Film reviews: The First Slam Dunk | Passages | Cobweb | Mercy Falls

Telling the story of an underachieving high school basketball team taking on their undefeated rivals, Takehiko Inoue’s animé The First Slam Dunk plugs us into the interior lives of the players by filtering all the usual off-court drama through the action of a single game, writes Alistair Harkness
The First Slam DunkThe First Slam Dunk
The First Slam Dunk

The First Slam Dunk (12A) ****

Passages (18) ****

Cobweb (15) **

Mercy Falls (15) *

Sports movies thrive on clichés. It’s why the genre proves so durable, even for those agnostic about the sport in question, or sports in general. Good sports movie, though, often find ways to slyly disrupt their relatable triumph-over-adversity narratives. That’s certainly the case with animé hit The First Slam Dunk, a basketball drama about a rag-tag high school team taking on their undefeated rivals in an everything-to-play-for final.
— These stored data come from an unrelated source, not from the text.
//! Importance-sorted view over the queue store.
//!
//! The drop engine scans messages from most to least disposable. Rather than
//! re-sorting on every pass, the queue caches this view while flow-controlled
//! and patches it in place: evicted entries become tombstones, insertions
//! reuse an adjacent tombstone or widen the array, and the whole thing is
//! compacted once tombstones outnumber live entries two to one. The view is
//! dropped when flow control ends.

use std::cmp::Ordering;

use crate::store::{NodeKey, Store};

#[derive(Debug)]
pub(crate) struct SortIndex {
    // A slot is either a live store key or a tombstone.
    slots: Vec<Option<NodeKey>>,
}

impl SortIndex {
    /// Build from every live message, most disposable first. The sort is
    /// stable over transmit order, so equally-ranked messages keep their
    /// enqueue order and draining stays deterministic after drops.
    pub fn build(store: &Store) -> Self {
        let mut keys: Vec<NodeKey> = Vec::with_capacity(store.len());
        keys.extend(store.iter_keys());
        keys.sort_by(|a, b| store.get(*a).cmp_disposable(store.get(*b)));
        Self {
            slots: keys.into_iter().map(Some).collect(),
        }
    }

    /// Total slots, tombstones included.
    pub fn len(&self) -> usize {
        self.slots.len()
    }

    pub fn get(&self, offset: usize) -> Option<NodeKey> {
        self.slots[offset]
    }

    /// Mark the slot at `offset` dead without shifting anything.
    pub fn tombstone(&mut self, offset: usize) {
        self.slots[offset] = None;
    }

    /// Insert `key` before the slot at `offset`, which must rank at least as
    /// high as `key`. Reuses the tombstone just below `offset` when there is
    /// one; otherwise widens the array and shifts the rest right.
    pub fn insert_before(&mut self, offset: usize, key: NodeKey, store: &Store) {
        debug_assert!(offset < self.slots.len());
        debug_assert!(self.slots[offset].map_or(true, |at| {
            store.get(at).cmp_disposable(store.get(key)) != Ordering::Less
        }));

        if offset > 0 && self.slots[offset - 1].is_none() {
            self.slots[offset - 1] = Some(key);
            return;
        }
        self.slots.insert(offset, Some(key));
    }

    /// Insert `key` at its sorted position, located by binary search. The
    /// array may contain tombstones, so a midpoint probe that lands on one
    /// scans outward for the nearest live neighbors and narrows the range
    /// from whichever of them brackets `key`.
    pub fn insert(&mut self, key: NodeKey, store: &Store) {
        let n = self.slots.len();
        if n == 0 {
            self.slots.push(Some(key));
            return;
        }

        let rank = |a: NodeKey, b: NodeKey| store.get(a).cmp_disposable(store.get(b));

        // Cheaper than the slot at the front: insert there.
        if let Some(first) = self.slots[0] {
            if rank(key, first) != Ordering::Greater {
                self.insert_before(0, key, store);
                return;
            }
        }
        // Dearer than the slot at the back: append.
        if let Some(last) = self.slots[n - 1] {
            if rank(key, last) != Ordering::Less {
                self.slots.push(Some(key));
                return;
            }
        }

        let mut low: isize = 0;
        let mut high: isize = n as isize - 1;

        while low <= high {
            let mid = low + (high - low) / 2;

            let Some(probe) = self.slots[mid as usize] else {
                // Landed on a tombstone: find the nearest live slots inside
                // [low, high] on each side.
                let mut below: isize = -1;
                let mut i = mid - 1;
                while i >= low {
                    if self.slots[i as usize].is_some() {
                        below = i;
                        break;
                    }
                    i -= 1;
                }
                let mut above: isize = -1;
                let mut i = mid + 1;
                while i <= high {
                    if self.slots[i as usize].is_some() {
                        above = i;
                        break;
                    }
                    i += 1;
                }

                if below < 0 && above < 0 {
                    // Nothing live in range; the midpoint slot will do.
                    self.slots[mid as usize] = Some(key);
                    return;
                }
                if below < 0 {
                    low = mid + 1;
                    continue;
                }
                if above < 0 {
                    high = mid - 1;
                    continue;
                }
                if below <= low + 1 && above >= high - 1 {
                    // Only tombstones strictly between the live neighbors.
                    self.slots[mid as usize] = Some(key);
                    return;
                }
                let below_key = self.slots[below as usize].expect("scanned live slot");
                let above_key = self.slots[above as usize].expect("scanned live slot");
                if rank(key, below_key) == Ordering::Less {
                    high = below - 1;
                    continue;
                }
                if rank(key, above_key) == Ordering::Greater {
                    low = above + 1;
                    continue;
                }
                // The live neighbors bracket `key`.
                low = below + 1;
                high = above - 1;
                continue;
            };

            match rank(probe, key) {
                Ordering::Equal => {
                    self.insert_before(mid as usize, key, store);
                    return;
                }
                Ordering::Less => low = mid + 1,
                Ordering::Greater => high = mid - 1,
            }
        }

        let low = low as usize;
        if low >= self.slots.len() {
            self.slots.push(Some(key));
        } else if self.slots[low].is_none() {
            self.slots[low] = Some(key);
        } else {
            self.insert_before(low, key, store);
        }
    }

    /// Drop `key` from the view. `live_count` is the store's message count
    /// after the removal; once the array is more than three times that,
    /// tombstones are swept out in one pass instead of adding another.
    pub fn remove(&mut self, key: NodeKey, live_count: usize) {
        if self.slots.len() > live_count * 3 {
            self.slots.retain(|slot| match slot {
                Some(k) => *k != key,
                None => false,
            });
            return;
        }
        match self.slots.iter().position(|slot| *slot == Some(key)) {
            Some(offset) => self.slots[offset] = None,
            None => {
                debug_assert!(false, "message missing from sort index");
                log::error!("sort index out of sync: removed message not indexed");
            }
        }
    }

    #[cfg(test)]
    fn live_keys(&self) -> Vec<NodeKey> {
        self.slots.iter().filter_map(|s| *s).collect()
    }

    /// Every live, fully-unsent message is indexed exactly once and live
    /// slots are in non-decreasing disposability order.
    #[cfg(test)]
    pub fn is_coherent(&self, store: &Store) -> bool {
        let live = self.live_keys();
        let sorted = live.windows(2).all(|w| {
            store.get(w[0]).cmp_disposable(store.get(w[1])) != Ordering::Greater
        });
        let covered = store
            .iter_keys()
            .filter(|k| store.get(*k).is_unread())
            .all(|k| live.iter().filter(|x| **x == k).count() == 1);
        sorted && covered
    }
}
Adapted by Takehiko Inoue from his own early-1990s manga series, the film may not be covering new ground thematically, but Inoue does take the novel step of dispensing with any build-up and filtering all the usual off-court drama through the action of a single championship game. Dramatically speaking it’s a welcome assist. Not only does it keep the film moving by capitalising on basketball’s end-to-end action and every-second-counts tension (vividly rendered using a mix of animation styles), it also plugs us more directly into the interior lives of the players as their respective demons manifest themselves in the moves they make during game time.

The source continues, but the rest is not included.